## Aim of the exercise
In the entries below, work out how many lines include "warn", and write only that number.

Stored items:
◇ ◇ ◇ ◇ ◇ ◇ ◇
#[derive(clap::Args, Debug)]
pub struct AssumeArgs {
    /// The ARN of the role to assume in AWS
    #[clap(long, short = 'r', env = "AWS_ROLE_ARN", value_parser)]
    role_arn: String,

    /// The duration, in seconds, for the role to be assumed
    ///
    /// Between 1 and 43200 seconds (12 hours); cannot exceed the maximum session duration
    /// configured on the role.
    #[clap(
        long,
        short = 'd',
        env = "AWS_ROLE_DURATION",
        default_value_t = crate::session::DEFAULT_DURATION_SECONDS,
        allow_hyphen_values = true,
        value_parser
    )]
    duration: i64,

    /// AWS region to use for STS; optional
    #[clap(long, value_parser)]
    region: Option<String>,

    /// Do not write the credentials to ~/.aws-role/<account-id>/<role-name>
    #[clap(long, action = clap::ArgAction::SetTrue)]
    no_cache: bool,

    /// How to print credentials when no command is given; default to shell
    #[clap(value_enum, long)]
    output: Option<crate::config::OutputFormat>,

    /// Command to run with the temporary credentials, followed by its arguments
    ///
    /// Everything from the first non-flag argument onward is passed through verbatim.
    #[clap(value_parser, multiple_values = true)]
    command: Vec<String>,
}

impl AssumeArgs {
    pub fn settings(&self) -> Result<crate::config::Settings, crate::error::Error> {
        let role_arn = crate::arn::RoleArn::parse(&self.role_arn)?;
        crate::session::validate_duration(self.duration)?;

        let mut settings = crate::config::Settings::new(role_arn, self.duration);
        settings.region = self.region.clone();
        settings.cache = !self.no_cache;
        settings.output = self.output.unwrap_or_default();
        Ok(settings)
    }

    pub fn command(&self) -> &[String] {
        &self.command
    }
}

#[tokio::main]
pub async fn run(args: &AssumeArgs) -> Result<i32, anyhow::Error> {
    use tracing::Instrument;

    let settings = args.settings()?;
    let span = tracing::info_span!("assume", role_arn = %settings.role_arn);

    async move {
        let cache = if settings.cache {
            match crate::config::Config::new(None) {
                Ok(config) => Some(crate::cache::Cache::new(&config)),
                Err(e) => {
                    tracing::warn!(message = "Credential cache disabled", error = %e);
                    None
                }
            }
        } else {
            None
        };

        let client = crate::client::Client::new(settings.region.as_deref()).await;
        let mut stdout = std::io::stdout().lock();
        let code = execute(
            &settings,
            &client,
            cache.as_ref(),
            args.command(),
            &mut stdout,
        )
        .await?;
        Ok::<i32, anyhow::Error>(code)
    }
    .instrument(span)
    .await
}

/// Assume the role, cache the credentials, then run `command` or print the credentials to `out`.
///
/// Returns the exit status for the invocation.
pub async fn execute<P>(
    settings: &crate::config::Settings,
    provider: &P,
    cache: Option<&crate::cache::Cache>,
    command: &[String],
    out: &mut dyn std::io::Write,
) -> Result<i32, crate::error::Error>
where
    P: crate::client::AssumeRoleProvider + Sync + ?Sized,
{
    let request =
        crate::client::AssumeRoleRequest::new(settings.role_arn.clone(), settings.duration_seconds)?;

    let credentials = match provider.assume_role(&request).await {
        Ok(v) => v,
        Err(e) => {
            tracing::debug!(message = "Failed to assume role", session_name = %request.session_name(), error = %e);
            return Err(e);
        }
    };
    tracing::info!(message = "Assumed role", account_id = %settings.role_arn.account_id(), access_key_id = %credentials.access_key_id, expiration = %credentials.expiration);

    crate::session::verify_granted(
        request.duration_seconds(),
        &credentials,
        chrono::Utc::now(),
    )?;

    if let Some(cache) = cache {
        match cache.store(&settings.role_arn, &credentials).await {
            Ok(path) => tracing::debug!(message = "Saved credentials to cache", path = ?path),
            Err(e) => tracing::warn!(message = "Failed to cache credentials; continuing", error = ?e),
        }
    }

    if command.is_empty() {
        print_credentials(settings.output, &credentials, out)?;
        return Ok(0);
    }

    let spec = crate::launch::ChildProcessSpec::new(command, std::env::vars_os(), &credentials)?;
    tracing::debug!(message = "Running command", program = %spec.program, args = ?spec.args);
    spec.run().await
}

fn print_credentials(
    format: crate::config::OutputFormat,
    credentials: &crate::client::Credentials,
    out: &mut dyn std::io::Write,
) -> Result<(), crate::error::Error> {
    match format {
        crate::config::OutputFormat::Shell => {
            let envlist = crate::env::EnvironmentList::from_credentials(credentials);
            out.write_all(envlist.to_shell_exports().as_bytes())?;
        }
        crate::config::OutputFormat::CredentialProcess => {
            serde_json::to_writer(
                &mut *out,
                &crate::env::CredentialProcessResponse::from(credentials),
            )?;
            out.write_all("\n".as_bytes())?;
        }
    }
    out.flush()?;
    Ok(())
}
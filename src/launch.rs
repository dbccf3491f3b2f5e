//! Run a command with temporary credentials in its environment.

#[derive(Debug)]
pub struct ChildProcessSpec {
    pub program: String,
    pub args: Vec<String>,
    pub env: std::collections::BTreeMap<std::ffi::OsString, std::ffi::OsString>,
}

impl ChildProcessSpec {
    /// `command[0]` is the executable; credential variables take precedence over `inherited`.
    pub fn new<I>(
        command: &[String],
        inherited: I,
        credentials: &crate::client::Credentials,
    ) -> Result<Self, crate::error::Error>
    where
        I: IntoIterator<Item = (std::ffi::OsString, std::ffi::OsString)>,
    {
        let (program, args) = command.split_first().ok_or_else(|| {
            crate::error::Error::ValidationError("no command given to run".to_string())
        })?;

        let mut env: std::collections::BTreeMap<_, _> = inherited.into_iter().collect();
        for (k, v) in crate::env::EnvironmentList::from_credentials(credentials).into_inner() {
            env.insert(k.into(), v.into());
        }

        Ok(Self {
            program: program.clone(),
            args: args.to_vec(),
            env,
        })
    }

    /// Spawn the child with inherited stdio and wait for it. Returns the exit status to
    /// propagate; a child killed by a signal yields `128 + signal`.
    pub async fn run(&self) -> Result<i32, crate::error::Error> {
        let status = tokio::process::Command::new(&self.program)
            .args(&self.args)
            .env_clear()
            .envs(&self.env)
            .stdin(std::process::Stdio::inherit())
            .stdout(std::process::Stdio::inherit())
            .stderr(std::process::Stdio::inherit())
            .status()
            .await
            .map_err(|source| crate::error::Error::LaunchError {
                program: self.program.clone(),
                source,
            })?;

        tracing::debug!(message = "Command exited", program = %self.program, status = ?status);
        Ok(exit_code(status))
    }
}

fn exit_code(status: std::process::ExitStatus) -> i32 {
    use std::os::unix::process::ExitStatusExt;

    match (status.code(), status.signal()) {
        (Some(code), _) => code,
        (None, Some(signal)) => 128 + signal,
        (None, None) => 1,
    }
}

#[cfg(test)]
mod test {
    use super::*;

    fn cmd(args: &[&str]) -> Vec<String> {
        args.iter().map(|v| v.to_string()).collect()
    }

    fn inherited() -> Vec<(std::ffi::OsString, std::ffi::OsString)> {
        vec![
            ("PATH".into(), std::env::var_os("PATH").unwrap_or_default()),
            ("AWS_ACCESS_KEY_ID".into(), "AKIAPARENT".into()),
            ("AWS_REGION".into(), "ap-northeast-1".into()),
        ]
    }

    fn creds() -> crate::client::Credentials {
        crate::client::Credentials {
            access_key_id: "AKIACHILD".to_string(),
            ..crate::dev::test_credentials(3600)
        }
    }

    #[test]
    fn test_spec_env_overrides() {
        let spec = ChildProcessSpec::new(&cmd(&["echo", "hi"]), inherited(), &creds()).unwrap();
        assert_eq!(spec.program, "echo");
        assert_eq!(spec.args, vec!["hi".to_string()]);
        assert_eq!(
            spec.env.get(std::ffi::OsStr::new("AWS_ACCESS_KEY_ID")),
            Some(&std::ffi::OsString::from("AKIACHILD"))
        );
        assert_eq!(
            spec.env.get(std::ffi::OsStr::new("AWS_SECRET_ACCESS_KEY")),
            Some(&std::ffi::OsString::from("secret"))
        );
        assert_eq!(
            spec.env.get(std::ffi::OsStr::new("AWS_SESSION_TOKEN")),
            Some(&std::ffi::OsString::from("token"))
        );
        assert_eq!(
            spec.env.get(std::ffi::OsStr::new("AWS_REGION")),
            Some(&std::ffi::OsString::from("ap-northeast-1"))
        );
    }

    #[test]
    fn test_spec_empty_command() {
        assert!(matches!(
            ChildProcessSpec::new(&[], inherited(), &creds()),
            Err(crate::error::Error::ValidationError(_))
        ));
    }

    #[tokio::test]
    async fn test_run_sees_credentials() {
        let spec = ChildProcessSpec::new(
            &cmd(&[
                "sh",
                "-c",
                r#"test "$AWS_ACCESS_KEY_ID" = AKIACHILD && test "$AWS_SESSION_TOKEN" = token && test "$AWS_REGION" = ap-northeast-1"#,
            ]),
            inherited(),
            &creds(),
        )
        .unwrap();
        assert_eq!(spec.run().await.unwrap(), 0);
    }

    #[tokio::test]
    async fn test_run_propagates_exit_code() {
        let spec =
            ChildProcessSpec::new(&cmd(&["sh", "-c", "exit 3"]), inherited(), &creds()).unwrap();
        assert_eq!(spec.run().await.unwrap(), 3);
    }

    #[tokio::test]
    async fn test_run_signal() {
        let spec = ChildProcessSpec::new(&cmd(&["sh", "-c", "kill -TERM $$"]), inherited(), &creds())
            .unwrap();
        assert_eq!(spec.run().await.unwrap(), 128 + 15);
    }

    #[tokio::test]
    async fn test_run_not_found() {
        let spec = ChildProcessSpec::new(
            &cmd(&["/nonexistent/aws-role-test-command"]),
            inherited(),
            &creds(),
        )
        .unwrap();
        match spec.run().await {
            Err(e @ crate::error::Error::LaunchError { .. }) => assert_eq!(e.exit_code(), 127),
            other => panic!("unexpected {other:?}"),
        }
    }
}
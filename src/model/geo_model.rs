use itertools::Itertools;
use tracing::debug;

use super::sunspot_api_model::{Stop, StopList};

/// A point the map surface can anchor a marker at.
///
/// The feed carries no elevation data, so altitude is always sea level.
#[derive(Clone, Copy, Debug, PartialEq)]
pub struct GeoPosition {
    pub latitude: f64,
    pub longitude: f64,
    pub altitude: f64,
}

impl GeoPosition {
    /// Turns one stop's textual coordinates into a position.
    pub fn try_from_stop(stop: &Stop) -> Result<Self, CoordinateParseError> {
        debug!(stop_id = %stop.stop_id, "mapping stop");

        let latitude = parse_coordinate(stop, "latitude", &stop.stop_lat)?;
        let longitude = parse_coordinate(stop, "longitude", &stop.stop_lon)?;

        Ok(GeoPosition {
            latitude,
            longitude,
            altitude: 0.0,
        })
    }
}

/// Maps the whole stop list to positions, preserving feed order.
///
/// One stop per position: the first coordinate that fails to parse aborts the
/// rest of the batch, there is no per-stop recovery.
pub fn stop_positions(stops: &StopList) -> Result<Vec<GeoPosition>, CoordinateParseError> {
    stops.stops.iter().map(GeoPosition::try_from_stop).try_collect()
}

/// A stop whose latitude or longitude is not a decimal number.
#[derive(thiserror::Error, Debug)]
#[error("stop {stop_id}: cannot parse {coordinate} {value:?} as decimal degrees")]
pub struct CoordinateParseError {
    pub stop_id: String,
    pub coordinate: &'static str,
    pub value: String,
    #[source]
    pub source: std::num::ParseFloatError,
}

fn parse_coordinate(
    stop: &Stop,
    coordinate: &'static str,
    value: &str,
) -> Result<f64, CoordinateParseError> {
    // str::parse is locale-independent, "." is the only decimal separator
    value.parse().map_err(|source| CoordinateParseError {
        stop_id: stop.stop_id.clone(),
        coordinate,
        value: value.to_string(),
        source,
    })
}

#[cfg(test)]
mod tests {
    use super::*;

    fn stop(id: &str, lat: &str, lon: &str) -> Stop {
        Stop {
            stop_id: id.into(),
            stop_lat: lat.into(),
            stop_lon: lon.into(),
        }
    }

    #[test]
    fn positions_mirror_the_stop_list() {
        let list = StopList {
            stops: vec![stop("A", "32.22", "-110.97"), stop("B", "32.25", "-111.00")],
        };

        let positions = stop_positions(&list).unwrap();

        assert_eq!(
            vec![
                GeoPosition {
                    latitude: 32.22,
                    longitude: -110.97,
                    altitude: 0.0,
                },
                GeoPosition {
                    latitude: 32.25,
                    longitude: -111.00,
                    altitude: 0.0,
                },
            ],
            positions
        );
    }

    #[test]
    fn unparseable_latitude_fails_the_whole_batch() {
        let list = StopList {
            stops: vec![
                stop("A", "32.22", "-110.97"),
                stop("B", "N/A", "-111.00"),
                stop("C", "32.30", "-110.90"),
            ],
        };

        let err = stop_positions(&list).unwrap_err();

        assert_eq!("B", err.stop_id);
        assert_eq!("latitude", err.coordinate);
        assert_eq!("N/A", err.value);
    }

    #[test]
    fn unparseable_longitude_names_the_longitude() {
        let err = GeoPosition::try_from_stop(&stop("D", "32.22", "west")).unwrap_err();

        assert_eq!("longitude", err.coordinate);
        assert_eq!("west", err.value);
    }

    #[test]
    fn comma_decimal_separators_are_rejected() {
        // the feed always uses ".", a "," would mean someone localized it
        let err = GeoPosition::try_from_stop(&stop("A", "32,22", "-110.97")).unwrap_err();

        assert_eq!("latitude", err.coordinate);
    }
}
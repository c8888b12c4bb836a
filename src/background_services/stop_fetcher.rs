//! Responsible for fetching the stop list and turning it into map markers

use bytes::Bytes;
use prost::Message;
use tokio::sync::mpsc::Receiver;
use tracing::{Instrument, error, info, info_span};

use crate::background_services::marker_renderer::{MapHandle, MapSurfaceClosed};
use crate::config::Config;
use crate::model::geo_model::{CoordinateParseError, stop_positions};
use crate::model::sunspot_api_model::StopList;

/// One map-page display event.
#[derive(Clone, Copy, Debug)]
pub struct RefreshRequest;

/// Serves refresh requests until the channel closes.
///
/// Requests are handled strictly one at a time, in arrival order, so two
/// triggers can never interleave their marker batches. A failed refresh is
/// logged and the loop moves on to the next request; nothing is retried.
pub async fn run_stop_fetcher(
    refresh_requests: &mut Receiver<RefreshRequest>,
    config: &Config,
    map: MapHandle,
) -> Result<(), anyhow::Error> {
    while refresh_requests.recv().await.is_some() {
        match refresh_stops(&config.endpoint_url, &map).await {
            Ok(count) => info!("placed {} stop markers", count),
            Err(e) => error!("{:?}", anyhow::Error::from(e).context("stop refresh failed")),
        }
    }

    info!("Channel closed");

    Ok(())
}

/// Runs one fetch-decode-map-render pass against the stop feed.
///
/// Returns the number of markers handed to the map surface, which always
/// equals the number of stops decoded. Whatever stage fails, the surface is
/// left exactly as it was.
#[tracing::instrument(err, skip(map))]
pub async fn refresh_stops(endpoint: &str, map: &MapHandle) -> Result<usize, RefreshStopsError> {
    let payload = fetch_stop_payload(endpoint).await?;

    let stop_list = StopList::decode(payload)?;
    info!("got {} stops", stop_list.stops.len());

    let positions = stop_positions(&stop_list)?;
    let count = positions.len();

    map.add_markers(positions).await?;

    Ok(count)
}

/// One GET against the feed, no retries, transport-default timeouts.
async fn fetch_stop_payload(endpoint: &str) -> Result<Bytes, reqwest::Error> {
    let response = reqwest::get(endpoint)
        .instrument(info_span!("Fetching stop list"))
        .await?
        .error_for_status()?;

    response
        .bytes()
        .instrument(info_span!("Reading body of response"))
        .await
}

#[derive(thiserror::Error, Debug)]
pub enum RefreshStopsError {
    #[error("error fetching the stop list")]
    Transport {
        #[from]
        source: reqwest::Error,
    },

    #[error("error decoding the stop list payload")]
    Decode {
        #[from]
        source: prost::DecodeError,
    },

    #[error("error mapping stop coordinates")]
    Format {
        #[from]
        source: CoordinateParseError,
    },

    #[error("error handing markers to the map surface")]
    Dispatch {
        #[from]
        source: MapSurfaceClosed,
    },
}
//! Wire schema for the stop feed.
//!
//! The `/sunspot` endpoint answers a plain GET with one protobuf message
//! listing every stop in the network. The tag numbers below are the deployed
//! contract and must not change. Latitude and longitude travel as
//! decimal-degree strings rather than binary floats, exactly as the feed
//! emits them.

use prost::Message;

/// The full stop listing, in feed order.
///
/// The feed promises nothing about uniqueness; duplicate stop ids are passed
/// through untouched.
#[derive(Clone, PartialEq, Message)]
pub struct StopList {
    #[prost(message, repeated, tag = "1")]
    pub stops: Vec<Stop>,
}

/// One transit stop as it appears on the wire.
#[derive(Clone, PartialEq, Message)]
pub struct Stop {
    /// Opaque identifier.
    #[prost(string, tag = "1")]
    pub stop_id: String,
    /// Latitude in decimal degrees, as text.
    #[prost(string, tag = "2")]
    pub stop_lat: String,
    /// Longitude in decimal degrees, as text.
    #[prost(string, tag = "3")]
    pub stop_lon: String,
}
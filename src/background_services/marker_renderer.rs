//! Responsible for owning the map surface and applying marker and zoom commands to it

use tokio::sync::mpsc::{Receiver, Sender, channel};
use tracing::{info, info_span};

use crate::map_surface::MapSurface;
use crate::model::geo_model::GeoPosition;

/// How far one zoom button press moves the zoom level.
pub const ZOOM_STEP: f64 = 0.10;

/// A unit of work for the task that owns the map surface.
#[derive(Clone, Debug)]
pub enum MapCommand {
    /// Add one marker per position, in order, as a single batch.
    AddMarkers(Vec<GeoPosition>),
    /// Nudge the zoom level by a delta. The surface keeps the absolute level.
    AdjustZoom(f64),
}

/// The only way the rest of the app reaches the map surface.
///
/// Commands sent through clones of one handle land on the owning task in send
/// order. Sending queues the work; it never waits for the surface to draw.
#[derive(Clone, Debug)]
pub struct MapHandle {
    commands: Sender<MapCommand>,
}

/// The task owning the map surface stopped, further commands have nowhere to go.
#[derive(thiserror::Error, Debug)]
#[error("the map surface task is gone")]
pub struct MapSurfaceClosed;

/// Creates the handle and the receiving end for the surface-owning task.
pub fn map_channel(capacity: usize) -> (MapHandle, Receiver<MapCommand>) {
    let (commands, receiver) = channel(capacity);
    (MapHandle { commands }, receiver)
}

impl MapHandle {
    /// Queues one marker per position, the whole batch as one command.
    pub async fn add_markers(&self, positions: Vec<GeoPosition>) -> Result<(), MapSurfaceClosed> {
        self.send(MapCommand::AddMarkers(positions)).await
    }

    pub async fn adjust_zoom(&self, delta: f64) -> Result<(), MapSurfaceClosed> {
        self.send(MapCommand::AdjustZoom(delta)).await
    }

    /// One zoom-in button press.
    pub async fn zoom_in(&self) -> Result<(), MapSurfaceClosed> {
        self.adjust_zoom(ZOOM_STEP).await
    }

    /// One zoom-out button press.
    pub async fn zoom_out(&self) -> Result<(), MapSurfaceClosed> {
        self.adjust_zoom(-ZOOM_STEP).await
    }

    async fn send(&self, command: MapCommand) -> Result<(), MapSurfaceClosed> {
        self.commands.send(command).await.map_err(|_| MapSurfaceClosed)
    }
}

/// Applies commands from the given channel to the surface, one at a time.
///
/// A marker batch is applied completely before the next command is taken, so
/// batches never interleave. Runs until every `MapHandle` is dropped.
pub async fn apply_map_commands(
    commands: &mut Receiver<MapCommand>,
    surface: &mut impl MapSurface,
) {
    while let Some(command) = commands.recv().await {
        match command {
            MapCommand::AddMarkers(positions) => {
                let _span = info_span!("Placing markers", count = positions.len()).entered();
                for position in positions {
                    surface.add_marker(position);
                }
            }
            MapCommand::AdjustZoom(delta) => surface.adjust_zoom(delta),
        }
    }

    info!("Channel closed");
}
◇ ◇ ◇ ◇ ◇ ◇ ◇
## Solution for this exercise
2